By Associate Professor Rodney Clarke
The usual approaches to analysing the content of Tweets involve, for example, statistics, as well as techniques from the artificial intelligence community, specifically text mining and machine learning. Statistical approaches generally involve the analysis of word frequencies and the use of visualisation aides like tag clouds to indicate which key words are significant. Often these techniques are used in combination to examine the occurrence and collocation of key words associated with flooding.
As useful as these approaches are, they can only consider what was said; that is, they utilise only the lexical (wording) aspects of social media messages. There is a fundamental restriction in the use of these approaches. They are asemantic, that is, they cannot deal directly with the meanings expressed in these social media messages.

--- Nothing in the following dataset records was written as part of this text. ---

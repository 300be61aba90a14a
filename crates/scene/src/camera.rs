//! Perspective camera with reverse-Z depth and an orbit controller.
//!
//! The projection maps the near plane to depth 1 and the far plane to 0 and
//! flips Y for Vulkan clip space. Depth buffers therefore clear to 0 and
//! test with `GREATER`.

use glam::{Mat4, Quat, Vec3};

#[derive(Clone, Debug, PartialEq)]
pub struct Camera {
    pub position: Vec3,
    pub rotation: Quat,
    /// Vertical field of view in radians.
    pub fov_y: f32,
    pub aspect: f32,
    pub near: f32,
    pub far: f32,
}

impl Default for Camera {
    fn default() -> Self {
        Self {
            position: Vec3::new(0.0, 0.0, 5.0),
            rotation: Quat::IDENTITY,
            fov_y: 60.0_f32.to_radians(),
            aspect: 16.0 / 9.0,
            near: 0.1,
            far: 200.0,
        }
    }
}

impl Camera {
    pub fn new() -> Self {
        Self::default()
    }

    /// Sets the aspect ratio from a target size. Zero sizes are ignored.
    pub fn set_viewport(&mut self, width: u32, height: u32) {
        if width > 0 && height > 0 {
            self.aspect = width as f32 / height as f32;
        }
    }

    pub fn view_matrix(&self) -> Mat4 {
        Mat4::look_to_rh(self.position, self.forward(), self.up())
    }

    /// Reverse-Z perspective projection with Vulkan's Y flip.
    pub fn projection_matrix(&self) -> Mat4 {
        // Swapping near and far reverses the depth range.
        let mut proj = Mat4::perspective_rh(self.fov_y, self.aspect, self.far, self.near);
        proj.y_axis.y *= -1.0;
        proj
    }

    pub fn view_projection_matrix(&self) -> Mat4 {
        self.projection_matrix() * self.view_matrix()
    }

    /// Positive view-space distance for a stored reverse-Z depth value.
    pub fn linearize_depth(&self, depth: f32) -> f32 {
        linearize_depth(depth, self.near, self.far)
    }

    pub fn forward(&self) -> Vec3 {
        self.rotation * Vec3::NEG_Z
    }

    pub fn right(&self) -> Vec3 {
        self.rotation * Vec3::X
    }

    pub fn up(&self) -> Vec3 {
        self.rotation * Vec3::Y
    }

    /// Points the camera at `target`, keeping +Y up.
    pub fn look_at(&mut self, target: Vec3) {
        let to_target = target - self.position;
        if to_target.length_squared() <= f32::EPSILON {
            return;
        }
        let view = Mat4::look_to_rh(Vec3::ZERO, to_target, Vec3::Y);
        self.rotation = Quat::from_mat4(&view.inverse());
    }
}

/// `near * far / (near + depth * (far - near))`; inverse of the reverse-Z
/// projection's depth mapping.
pub fn linearize_depth(depth: f32, near: f32, far: f32) -> f32 {
    near * far / (near + depth * (far - near))
}

/// Orbits a camera around a target point using yaw, pitch and distance.
#[derive(Clone, Debug, PartialEq)]
pub struct OrbitController {
    pub target: Vec3,
    pub distance: f32,
    pub yaw: f32,
    pub pitch: f32,
    pub sensitivity: f32,
}

impl Default for OrbitController {
    fn default() -> Self {
        Self {
            target: Vec3::ZERO,
            distance: 6.0,
            yaw: 0.0,
            pitch: -0.35,
            sensitivity: 0.005,
        }
    }
}

impl OrbitController {
    const PITCH_LIMIT: f32 = 1.5;
    const MIN_DISTANCE: f32 = 0.5;

    /// Applies a mouse drag in pixels.
    pub fn rotate(&mut self, dx: f32, dy: f32) {
        self.yaw -= dx * self.sensitivity;
        self.pitch =
            (self.pitch - dy * self.sensitivity).clamp(-Self::PITCH_LIMIT, Self::PITCH_LIMIT);
    }

    /// Applies scroll wheel lines; positive zooms in.
    pub fn zoom(&mut self, lines: f32) {
        self.distance = (self.distance * (1.0 - lines * 0.1)).max(Self::MIN_DISTANCE);
    }

    /// Writes position and orientation into `camera`.
    pub fn apply(&self, camera: &mut Camera) {
        let rotation = Quat::from_rotation_y(self.yaw) * Quat::from_rotation_x(self.pitch);
        camera.rotation = rotation;
        camera.position = self.target - rotation * Vec3::NEG_Z * self.distance;
    }
}

#[cfg(test)]
mod tests {
    use super::*;
    use glam::Vec4;

    fn ndc_depth(camera: &Camera, distance: f32) -> f32 {
        let clip = camera.projection_matrix() * Vec4::new(0.0, 0.0, -distance, 1.0);
        clip.z / clip.w
    }

    #[test]
    fn test_reverse_z_range() {
        let camera = Camera::default();
        assert!((ndc_depth(&camera, camera.near) - 1.0).abs() < 1e-5);
        assert!(ndc_depth(&camera, camera.far).abs() < 1e-5);
        assert!(ndc_depth(&camera, 1.0) > ndc_depth(&camera, 10.0));
    }

    #[test]
    fn test_linearize_inverts_projection() {
        let camera = Camera::default();
        for distance in [0.1, 0.5, 3.0, 42.0, 199.0] {
            let depth = ndc_depth(&camera, distance);
            let recovered = camera.linearize_depth(depth);
            assert!(
                (recovered - distance).abs() / distance < 1e-3,
                "{distance} -> {depth} -> {recovered}"
            );
        }
    }

    #[test]
    fn test_projection_flips_y() {
        let camera = Camera::default();
        let clip = camera.projection_matrix() * Vec4::new(0.0, 1.0, -5.0, 1.0);
        assert!(clip.y / clip.w < 0.0);
    }

    #[test]
    fn test_look_at() {
        let mut camera = Camera {
            position: Vec3::new(3.0, 2.0, 4.0),
            ..Camera::default()
        };
        camera.look_at(Vec3::ZERO);
        let expected = (Vec3::ZERO - camera.position).normalize();
        assert!(camera.forward().abs_diff_eq(expected, 1e-5));
        assert!(camera.right().y.abs() < 1e-5);
    }

    #[test]
    fn test_set_viewport_ignores_zero() {
        let mut camera = Camera::default();
        camera.set_viewport(800, 400);
        assert_eq!(camera.aspect, 2.0);
        camera.set_viewport(0, 400);
        assert_eq!(camera.aspect, 2.0);
    }

    #[test]
    fn test_orbit_keeps_distance_and_faces_target() {
        let mut orbit = OrbitController {
            target: Vec3::new(1.0, 0.0, 0.0),
            ..OrbitController::default()
        };
        orbit.rotate(120.0, -40.0);
        let mut camera = Camera::default();
        orbit.apply(&mut camera);

        assert!(((camera.position - orbit.target).length() - orbit.distance).abs() < 1e-4);
        let to_target = (orbit.target - camera.position).normalize();
        assert!(camera.forward().abs_diff_eq(to_target, 1e-5));
    }

    #[test]
    fn test_orbit_limits() {
        let mut orbit = OrbitController::default();
        orbit.rotate(0.0, -1.0e6);
        assert!(orbit.pitch <= OrbitController::PITCH_LIMIT);
        orbit.zoom(1000.0);
        assert!(orbit.distance >= OrbitController::MIN_DISTANCE);
    }
}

A novel but almost entirely unused possibility is to employ functional communication approaches that can be used to consider not only what was communicated, but also how a social media message is organised as an instance of communication. So-called functional communication approaches can be used to explore the grammatical resources that were used to formulate a given social media message.
This opens up an entirely new approach to the analysis of social media; one that can be used to describe the semantics of social media messages in emergency contexts. From a practical perspective, by analysing how social media messages in emergency situations are organized grammatically, we can exclude a large proportion of messages that are otherwise irrelevant. In effect, grammar provides many additional categories that can be used to filter, search and process the large collection of social media messages that can be collected during emergencies.
Associate Professor Rodney Clarke is Manager of the Collaboration Laboratory (Co-Lab) at SMART Infrastructure Facility.